Stored items
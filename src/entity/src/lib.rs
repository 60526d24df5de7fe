// src/entity/src/lib.rs
//! 玩家与敌人：共享的实体结构、移动规则、随机游走和出生点搜索。

pub mod entity;
pub mod roster;

pub use crate::entity::{Direction, Energy, Entity, Role};
pub use crate::roster::{EntityId, Roster};
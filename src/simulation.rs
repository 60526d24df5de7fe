//! 模拟状态：地牢、实体名册、回合计数，由游戏循环独占。
//!
//! 一次玩家输入对应一次 [`SimulationState::step`]：
//! 先检查碰撞，成功才推进回合并让敌人依次行动，最后应用死亡规则。

use dungeon::{Dungeon, DungeonRng};
use entity::{Direction, Entity, EntityId, Roster};
use error::GameError;
use strum::Display;
use tracing::{debug, info};

use crate::config::GameConfig;
use crate::turn_system::{TurnReport, TurnSystem};

/// Stream offset for the enemy spawn draws.
const SPAWN_STREAM: u64 = 5;

#[derive(Clone, Copy, Debug, PartialEq, Eq, Display)]
pub enum GameStatus {
    Running,
    GameOver,
}

/// Result of one player step.
#[derive(Clone, Copy, Debug, PartialEq, Eq)]
pub enum StepOutcome {
    Moved { turn: u64 },
    Blocked,
    GameOver,
}

#[derive(Clone, Debug)]
pub struct SimulationState {
    pub dungeon: Dungeon,
    pub roster: Roster,
    pub turns: TurnSystem,
    status: GameStatus,
    last_report: Option<TurnReport>,
}

impl SimulationState {
    /// 按配置生成地牢，玩家放在出生点，敌人随机分布在空闲房间格子上
    pub fn new(config: &GameConfig) -> Result<Self, GameError> {
        let dungeon = Dungeon::generate(&config.dungeon, &config.obstacles, &config.decorations)?;
        let player = Entity::player(
            dungeon.spawn,
            config.player.max_health,
            config.player.max_energy,
        );
        let mut roster = Roster::new(player);
        let mut rng = DungeonRng::new(dungeon.seed.wrapping_add(SPAWN_STREAM));
        roster.spawn_enemies(
            dungeon.spatial(),
            config.enemies.count,
            config.enemies.max_health,
            config.enemies.spawn_attempts,
            &mut rng,
        )?;
        info!(
            seed = dungeon.seed,
            enemies = roster.enemies().len(),
            "simulation ready"
        );
        Ok(Self::from_parts(dungeon, roster))
    }

    /// Wraps an existing dungeon and roster, turn counter at 0.
    pub fn from_parts(dungeon: Dungeon, roster: Roster) -> Self {
        let turns = TurnSystem::new(dungeon.seed);
        Self {
            dungeon,
            roster,
            turns,
            status: GameStatus::Running,
            last_report: None,
        }
    }

    pub fn status(&self) -> GameStatus {
        self.status
    }

    pub fn is_over(&self) -> bool {
        self.status == GameStatus::GameOver
    }

    pub fn turn(&self) -> u64 {
        self.turns.turn()
    }

    pub fn player(&self) -> &Entity {
        self.roster.player()
    }

    /// 最近一次敌人阶段的结果
    pub fn last_report(&self) -> Option<&TurnReport> {
        self.last_report.as_ref()
    }

    /// Moves the player; on success advances the turn and runs the enemies.
    pub fn step(&mut self, direction: Direction) -> StepOutcome {
        if self.is_over() {
            return StepOutcome::GameOver;
        }

        let spatial = self.dungeon.spatial();
        if !self.roster.try_move(spatial, EntityId::Player, direction) {
            debug!(%direction, turn = self.turns.turn(), "player blocked");
            return StepOutcome::Blocked;
        }

        let report = self.turns.advance(&mut self.roster, spatial);
        let turn = report.turn;
        self.last_report = Some(report);
        self.apply_death_policy();

        if self.at_exit() {
            info!(turn, "player reached the exit");
        }
        if self.is_over() {
            StepOutcome::GameOver
        } else {
            StepOutcome::Moved { turn }
        }
    }

    /// Applies damage to an entity, then the death rules.
    pub fn damage(&mut self, id: EntityId, amount: u32) {
        let target = match id {
            EntityId::Player => Some(self.roster.player_mut()),
            EntityId::Enemy(idx) => self.roster.enemy_mut(idx),
        };
        if let Some(entity) = target {
            entity.reduce_health(amount);
        }
        self.apply_death_policy();
    }

    /// 玩家是否站在出口
    pub fn at_exit(&self) -> bool {
        self.roster.player().position == self.dungeon.exit
    }

    /// Player at 0 health ends the game; defeated enemies are despawned.
    fn apply_death_policy(&mut self) {
        if !self.roster.player().is_alive() && !self.is_over() {
            info!(turn = self.turns.turn(), "player died");
            self.status = GameStatus::GameOver;
        }
        self.roster.remove_defeated();
    }
}
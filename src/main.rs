use std::io;

use anyhow::Context;
use bsp_dungeon::config::Cli;
use bsp_dungeon::game_loop::GameLoop;
use bsp_dungeon::input::ConsoleInput;
use bsp_dungeon::logging;
use bsp_dungeon::renderer::RatatuiRenderer;
use bsp_dungeon::simulation::SimulationState;
use clap::Parser;
use crossterm::{
    execute,
    terminal::{EnterAlternateScreen, LeaveAlternateScreen, disable_raw_mode, enable_raw_mode},
};
use dungeon::Dungeon;
use error::{GameError, handle_error};
use ratatui::backend::CrosstermBackend;
use scopeguard::defer;

fn main() -> anyhow::Result<()> {
    let cli = Cli::parse();
    let _log_guard = logging::init(&cli.log_dir)?;
    let config = cli.resolve_config().map_err(report)?;

    if cli.dump {
        let dungeon = Dungeon::generate(&config.dungeon, &config.obstacles, &config.decorations)
            .map_err(|e| report(e.into()))?;
        let summary = serde_json::to_string_pretty(&dungeon.summary())?;
        println!("{summary}");
        return Ok(());
    }

    let state = SimulationState::new(&config).map_err(report)?;
    let seed = state.dungeon.seed;

    enable_raw_mode().context("Failed to enable raw mode")?;
    defer! {
        let _ = disable_raw_mode();
    }
    execute!(io::stdout(), EnterAlternateScreen).context("Failed to enter alternate screen")?;
    defer! {
        let _ = execute!(io::stdout(), LeaveAlternateScreen);
    }

    let renderer = RatatuiRenderer::new(CrosstermBackend::new(io::stdout()), &config.screen)?;
    let mut game = GameLoop::new(state, renderer, ConsoleInput::new(), config.frame_interval());
    game.run()?;

    let turn = game.state.turn();
    let status = game.state.status();
    tracing::info!(seed, turn, %status, "session ended");
    Ok(())
}

/// 把启动错误写进日志，并在终端打印面向玩家的提示
fn report(error: GameError) -> anyhow::Error {
    tracing::error!(%error, "startup failed");
    eprintln!("{}", handle_error(&error));
    anyhow::Error::new(error)
}
//! 模块化渲染系统
//!
//! - `camera` - 以玩家为中心的视口
//! - `dungeon` - 地牢地图与实体
//! - `hud` - 玩家状态栏

pub mod camera;
pub mod dungeon;
pub mod hud;

pub use self::camera::Viewport;
pub use self::dungeon::DungeonRenderer;
pub use self::hud::HudRenderer;
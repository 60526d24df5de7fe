//src/dungeon/src/lib.rs
//! 地牢生成：BSP 分割、房间与走廊、障碍物层、贴图变体。
//!
//! [`Dungeon::generate`] 把各部分组装成一个只读的地牢，
//! 出生点取面积最小的房间中心，出口取面积最大的房间中心。

use error::ConfigurationError;
use serde::{Deserialize, Serialize};
use tracing::{debug, info};

pub mod bsp;
pub mod grid;
pub mod obstacles;
pub mod rng;
pub mod rooms;
pub mod spatial;
pub mod variants;

pub use crate::bsp::{DungeonConfig, GeneratedLayout, MIN_LEAF_SIDE};
pub use crate::grid::{DungeonGrid, Position, TileType};
pub use crate::obstacles::{ObjectKind, Obstacle, ObstacleConfig, ObstacleLayer};
pub use crate::rng::DungeonRng;
pub use crate::rooms::{Rect, RoomRect};
pub use crate::spatial::SpatialGrid;
pub use crate::variants::{ActorSprite, TextureFields, TileTexture, VariantField};

/// 生成完成后的地牢（生成后不可变）
#[derive(Clone, Debug, PartialEq, Serialize, Deserialize)]
pub struct Dungeon {
    pub seed: u64,
    pub rooms: Vec<RoomRect>,
    pub spawn: Position,
    pub exit: Position,
    spatial: SpatialGrid,
    decorations: ObstacleLayer,
    textures: TextureFields,
}

impl Dungeon {
    /// 生成一层地牢
    pub fn generate(
        config: &DungeonConfig,
        obstacles: &ObstacleConfig,
        decorations: &ObstacleConfig,
    ) -> Result<Self, ConfigurationError> {
        let layout = bsp::generate(config)?;
        let seed = layout.seed;
        let (width, height) = (config.width, config.height);

        let obstacle_layer = ObstacleLayer::scatter(width, height, obstacles, seed.wrapping_add(3))?;
        let decoration_layer =
            ObstacleLayer::scatter(width, height, decorations, seed.wrapping_add(4))?;

        let dungeon = Self::from_layout(
            seed,
            SpatialGrid::new(layout.grid, obstacle_layer),
            layout.rooms,
            decoration_layer,
        )?;
        info!(
            seed,
            spawn = ?dungeon.spawn,
            exit = ?dungeon.exit,
            obstacles = dungeon.spatial.obstacles().count(),
            "dungeon ready"
        );
        Ok(dungeon)
    }

    /// 由现成的网格和房间组装（测试与工具使用）
    pub fn from_layout(
        seed: u64,
        mut spatial: SpatialGrid,
        rooms: Vec<RoomRect>,
        decorations: ObstacleLayer,
    ) -> Result<Self, ConfigurationError> {
        let (spawn_room, exit_room) =
            rooms::spawn_and_exit(&rooms).ok_or(ConfigurationError::NoRooms)?;
        let (spawn, exit) = (spawn_room.center(), exit_room.center());
        // spawn and exit must stay reachable
        for pos in [spawn, exit] {
            if spatial.clear_obstacle(pos).is_some() {
                debug!(?pos, "cleared obstacle under spawn/exit");
            }
        }
        let textures = TextureFields::generate(spatial.width(), spatial.height(), seed);
        Ok(Self {
            seed,
            spawn,
            exit,
            rooms,
            spatial,
            decorations,
            textures,
        })
    }

    pub fn width(&self) -> i32 {
        self.spatial.width()
    }

    pub fn height(&self) -> i32 {
        self.spatial.height()
    }

    pub fn spatial(&self) -> &SpatialGrid {
        &self.spatial
    }

    pub fn tile_type(&self, pos: Position) -> TileType {
        self.spatial.tile_type(pos)
    }

    pub fn has_obstacle(&self, pos: Position) -> bool {
        self.spatial.has_obstacle(pos)
    }

    /// Blocking object on a room tile, as the renderer should show it.
    pub fn obstacle_at(&self, pos: Position) -> Option<Obstacle> {
        if self.tile_type(pos) == TileType::Room {
            self.spatial.obstacle_at(pos)
        } else {
            None
        }
    }

    /// 装饰物（只在房间里显示，不挡路）
    pub fn decoration_at(&self, pos: Position) -> Option<Obstacle> {
        if self.tile_type(pos) == TileType::Room {
            self.decorations.get(pos)
        } else {
            None
        }
    }

    pub fn tile_variant(&self, pos: Position) -> u32 {
        self.textures.variant(self.tile_type(pos), pos)
    }

    /// 文本形式的地图：`#` 空、`.` 房间、`,` 走廊、`x` 房间障碍物、`<` 出生点、`>` 出口
    pub fn ascii_rows(&self) -> Vec<String> {
        (0..self.height())
            .map(|y| {
                (0..self.width())
                    .map(|x| {
                        let pos = Position::new(x, y);
                        if pos == self.spawn {
                            '<'
                        } else if pos == self.exit {
                            '>'
                        } else if self.obstacle_at(pos).is_some() {
                            'x'
                        } else {
                            match self.tile_type(pos) {
                                TileType::Empty => '#',
                                TileType::Room => '.',
                                TileType::Corridor => ',',
                            }
                        }
                    })
                    .collect()
            })
            .collect()
    }

    pub fn summary(&self) -> DungeonSummary {
        DungeonSummary {
            seed: self.seed,
            width: self.width(),
            height: self.height(),
            rooms: self.rooms.clone(),
            spawn: self.spawn,
            exit: self.exit,
            rows: self.ascii_rows(),
        }
    }
}

/// `--dump` 输出的地牢概要
#[derive(Clone, Debug, PartialEq, Serialize, Deserialize)]
pub struct DungeonSummary {
    pub seed: u64,
    pub width: i32,
    pub height: i32,
    pub rooms: Vec<RoomRect>,
    pub spawn: Position,
    pub exit: Position,
    pub rows: Vec<String>,
}

#[cfg(test)]
mod tests {
    use super::*;

    fn small_config(seed: u64) -> DungeonConfig {
        DungeonConfig {
            width: 40,
            height: 30,
            splitting_iterations: 3,
            split_range: 0.5,
            corridor_width: 3,
            seed: Some(seed),
        }
    }

    #[test]
    fn spawn_and_exit_are_room_centers() {
        let dungeon = Dungeon::generate(
            &small_config(4),
            &ObstacleConfig::default(),
            &ObstacleConfig::decorations(),
        )
        .unwrap();
        let smallest = dungeon.rooms.iter().map(|r| r.area()).min().unwrap();
        let largest = dungeon.rooms.iter().map(|r| r.area()).max().unwrap();
        assert!(dungeon
            .rooms
            .iter()
            .any(|r| r.area() == smallest && r.center() == dungeon.spawn));
        assert!(dungeon
            .rooms
            .iter()
            .any(|r| r.area() == largest && r.center() == dungeon.exit));
        assert_eq!(dungeon.tile_type(dungeon.spawn), TileType::Room);
        assert_eq!(dungeon.tile_type(dungeon.exit), TileType::Room);
    }

    #[test]
    fn obstacles_are_only_reported_on_room_tiles() {
        let everywhere = ObstacleConfig {
            fill: 1.0,
            ..ObstacleConfig::default()
        };
        let dungeon =
            Dungeon::generate(&small_config(8), &everywhere, &ObstacleConfig::decorations())
                .unwrap();
        for pos in dungeon.spatial().grid().positions() {
            if pos == dungeon.spawn || pos == dungeon.exit {
                assert!(!dungeon.has_obstacle(pos));
                continue;
            }
            let on_room = dungeon.tile_type(pos) == TileType::Room;
            assert_eq!(dungeon.obstacle_at(pos).is_some(), on_room);
            // 矩阵层面每个格子都有物体
            assert!(dungeon.has_obstacle(pos));
        }
    }

    #[test]
    fn ascii_rows_match_dimensions() {
        let dungeon = Dungeon::generate(
            &small_config(1),
            &ObstacleConfig::default(),
            &ObstacleConfig::decorations(),
        )
        .unwrap();
        let rows = dungeon.ascii_rows();
        assert_eq!(rows.len(), 30);
        assert!(rows.iter().all(|r| r.chars().count() == 40));
        assert_eq!(rows.iter().map(|r| r.matches('<').count()).sum::<usize>(), 1);
    }

    #[test]
    fn empty_room_list_is_rejected() {
        let spatial = SpatialGrid::without_obstacles(DungeonGrid::new(5, 5));
        assert_eq!(
            Dungeon::from_layout(0, spatial, Vec::new(), ObstacleLayer::empty(5, 5)),
            Err(ConfigurationError::NoRooms)
        );
    }
}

Activity:
Lines containing the string "Result" are the ones to copy from the entries above.

Your response:
/// Result of one player step.
    pub fn new(config: &GameConfig) -> Result<Self, GameError> {
fn main() -> anyhow::Result<()> {
    ) -> Result<Self, ConfigurationError> {
    ) -> Result<Self, ConfigurationError> {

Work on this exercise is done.